Olivia Vieweg’s Endzeit (Ever After) is adapted from her graphic novel of the same name and her own screenplay. It depicts a world still in the throes of a zombie outbreak, where viable plants are a rarity. In Germany, only two cities are defended. One city, Weimar, kills their infected, while Jura works towards a cure. After a harrowing stint defending Weimar’s fence, two young women, Vivi (Gro Swantje Kohlhof); naive, scared, and broken from a prior trauma, and Eva (Maja Lehrer); hardened and ruthless, flee the zombie-plagued city on an automated supply train, bound for Jura. The train breaks down in a rural area, far from anything, and the two women must fend for themselves in an environment that’s set on wiping them out. But even in this harsh and brutal terrain, there’s beauty springing up between the cracks.

 

The zombies in Endzeit are a natural disaster, a cleansing technique for an antagonistic Mother Nature that’s fed up with humanity. The undead here are full-on extensions of nature itself, complete with strangely beautiful mini-gardens growing from the places where their flesh has been ripped away. The combination of green plant matter and the horrific visages of the undead reminds me of two of my favourite recent post-apocalyptic films (both of which, like Endzeit, have a decidedly feminist bent); Alex Garland’s Annihilation and Colm McCarthy’s The Girl With All The Gifts. The balance between the hard-edged carnage and disarming sweetness comes through on multiple levels, even our protagonists, and is jarring in the best way, and imbues Endzeit with a unique look and feel. It’s richly-coloured, with none of the washed-out greys that typify the conventional presentation of the undead.

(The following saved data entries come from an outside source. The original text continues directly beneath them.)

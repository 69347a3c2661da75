//! QuantumEmit 输出插件接口
//!
//! 每个输出由一个 [`OutputPlugin`] 描述：`init` 把配置键值对解析为实例
//! ([`OutputContext`])，宿主随后对实例反复调用 `flush`，最后调用 `exit`。
//!
//! # 使用示例
//!
//! ```rust
//! use quantum_emit::config::OutputProperties;
//! use quantum_emit::error::Result;
//! use quantum_emit::sinks::traits::{EventType, FlushOutcome, OutputContext, OutputPlugin};
//! use async_trait::async_trait;
//!
//! #[derive(Debug)]
//! struct NullPlugin;
//!
//! #[derive(Debug)]
//! struct NullOutput;
//!
//! #[async_trait]
//! impl OutputContext for NullOutput {
//!     async fn flush(&self, _batch: &[u8], _tag: &str, _event_type: EventType) -> FlushOutcome {
//!         FlushOutcome::Ok
//!     }
//! }
//!
//! #[async_trait]
//! impl OutputPlugin for NullPlugin {
//!     fn name(&self) -> &'static str {
//!         "null"
//!     }
//!
//!     fn description(&self) -> &'static str {
//!         "Discard every batch"
//!     }
//!
//!     fn event_types(&self) -> &'static [EventType] {
//!         &[EventType::Logs, EventType::Metrics]
//!     }
//!
//!     fn validate(&self, _props: &OutputProperties) -> Result<()> {
//!         Ok(())
//!     }
//!
//!     async fn init(&self, _instance: &str, _props: &OutputProperties) -> Result<Box<dyn OutputContext>> {
//!         Ok(Box::new(NullOutput))
//!     }
//! }
//! ```

use crate::config::OutputProperties;
use crate::error::{QuantumEmitError, Result};
use async_trait::async_trait;
use std::fmt::{self, Debug};

/// 一次 flush 的结果
#[derive(Debug, Clone, Copy, PartialEq, Eq, Hash)]
pub enum FlushOutcome {
    /// 全部送达
    Ok,
    /// 暂时失败，宿主应保留批次稍后重试
    Retry,
    /// 永久失败，丢弃批次
    Error,
}

impl FlushOutcome {
    /// 按错误是否可恢复映射为结果
    pub fn from_error(err: &QuantumEmitError) -> Self {
        if err.is_recoverable() {
            FlushOutcome::Retry
        } else {
            FlushOutcome::Error
        }
    }

    pub fn as_str(&self) -> &'static str {
        match self {
            FlushOutcome::Ok => "ok",
            FlushOutcome::Retry => "retry",
            FlushOutcome::Error => "error",
        }
    }
}

impl fmt::Display for FlushOutcome {
    fn fmt(&self, f: &mut fmt::Formatter<'_>) -> fmt::Result {
        f.write_str(self.as_str())
    }
}

/// 批次的事件类型，由宿主提供
#[derive(Debug, Clone, Copy, PartialEq, Eq, Hash)]
pub enum EventType {
    Logs,
    Metrics,
}

impl fmt::Display for EventType {
    fn fmt(&self, f: &mut fmt::Formatter<'_>) -> fmt::Result {
        match self {
            EventType::Logs => f.write_str("logs"),
            EventType::Metrics => f.write_str("metrics"),
        }
    }
}

/// 已初始化的输出实例
///
/// 实例配置在 `init` 之后只读，因此 `flush` 只需要 `&self`，不同批次可以
/// 并发调用。
#[async_trait]
pub trait OutputContext: Send + Sync + Debug {
    /// 处理一个批次，整个批次只产生一个结果
    async fn flush(&self, batch: &[u8], tag: &str, event_type: EventType) -> FlushOutcome;

    /// 释放实例持有的资源
    async fn exit(&self) -> Result<()> {
        Ok(())
    }
}

/// 输出插件
#[async_trait]
pub trait OutputPlugin: Send + Sync + Debug {
    /// 注册名
    fn name(&self) -> &'static str;

    fn description(&self) -> &'static str;

    /// 插件接受的事件类型
    fn event_types(&self) -> &'static [EventType];

    /// 只解析配置，不创建实例
    fn validate(&self, props: &OutputProperties) -> Result<()>;

    /// 创建实例；配置错误在这里返回
    async fn init(&self, instance: &str, props: &OutputProperties) -> Result<Box<dyn OutputContext>>;

    /// 是否接受指定事件类型
    fn accepts(&self, event_type: EventType) -> bool {
        self.event_types().contains(&event_type)
    }
}

#[cfg(test)]
mod tests {
    use super::*;
    use std::sync::atomic::{AtomicU64, Ordering};
    use std::sync::Arc;

    // 测试用的 Mock 输出
    #[derive(Debug, Default)]
    struct MockOutput {
        batches: Arc<AtomicU64>,
        should_fail: bool,
    }

    #[async_trait]
    impl OutputContext for MockOutput {
        async fn flush(&self, _batch: &[u8], _tag: &str, _event_type: EventType) -> FlushOutcome {
            if self.should_fail {
                return FlushOutcome::Retry;
            }
            self.batches.fetch_add(1, Ordering::Relaxed);
            FlushOutcome::Ok
        }
    }

    #[derive(Debug)]
    struct MockPlugin;

    #[async_trait]
    impl OutputPlugin for MockPlugin {
        fn name(&self) -> &'static str {
            "mock"
        }

        fn description(&self) -> &'static str {
            "Mock output for testing"
        }

        fn event_types(&self) -> &'static [EventType] {
            &[EventType::Metrics]
        }

        fn validate(&self, props: &OutputProperties) -> Result<()> {
            props.ensure_known("mock", &["fail"])
        }

        async fn init(&self, _instance: &str, props: &OutputProperties) -> Result<Box<dyn OutputContext>> {
            self.validate(props)?;
            Ok(Box::new(MockOutput {
                should_fail: props.get("fail").is_some(),
                ..Default::default()
            }))
        }
    }

    #[test]
    fn test_outcome_from_error() {
        assert_eq!(
            FlushOutcome::from_error(&QuantumEmitError::network("refused")),
            FlushOutcome::Retry
        );
        assert_eq!(
            FlushOutcome::from_error(&QuantumEmitError::compression("boom")),
            FlushOutcome::Error
        );
        assert_eq!(FlushOutcome::Retry.to_string(), "retry");
        assert_eq!(EventType::Metrics.to_string(), "metrics");
    }

    #[tokio::test]
    async fn test_plugin_lifecycle() {
        let plugin = MockPlugin;
        assert!(plugin.accepts(EventType::Metrics));
        assert!(!plugin.accepts(EventType::Logs));

        let output = plugin.init("mock.0", &OutputProperties::new()).await.unwrap();
        assert_eq!(output.flush(b"", "tag", EventType::Metrics).await, FlushOutcome::Ok);
        assert!(output.exit().await.is_ok());

        let failing = plugin
            .init("mock.1", &OutputProperties::new().with("fail", "yes"))
            .await
            .unwrap();
        assert_eq!(failing.flush(b"", "tag", EventType::Metrics).await, FlushOutcome::Retry);
    }

    #[tokio::test]
    async fn test_init_rejects_unknown_property() {
        let err = MockPlugin
            .init("mock.0", &OutputProperties::new().with("colour", "red"))
            .await
            .unwrap_err();
        assert!(matches!(err, QuantumEmitError::ConfigError(_)));
    }

    #[tokio::test]
    async fn test_concurrent_flushes() {
        let batches = Arc::new(AtomicU64::new(0));
        let output = Arc::new(MockOutput {
            batches: batches.clone(),
            should_fail: false,
        });
        let mut handles = vec![];

        for i in 0..10 {
            let output = Arc::clone(&output);
            handles.push(tokio::spawn(async move {
                output.flush(&[i as u8], "tag", EventType::Logs).await
            }));
        }

        for handle in handles {
            assert_eq!(handle.await.unwrap(), FlushOutcome::Ok);
        }
        assert_eq!(batches.load(Ordering::Relaxed), 10);
    }
}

Endzeit is a real achievement for its all-female cast and crew. Director Carolina Hellsgård has brought Vieweg’s vision to life in a way that’s both accurate to the comic and still very unique. Kohlhof and Lehrer anchor the film perfectly, and the moments of tenderness between them make the savagery they face all the more affecting. In the end, Endzeit is easily worth your time, and I hope it finds an audience on VOD or DVD/BluRay. It’s a real testament to the idea that, maybe, the real zombies are the friends we met along the way.

 

Endzeit (Ever After) screens at the 2018 edition of the Toronto International Film Festival as part of its Discovery programme.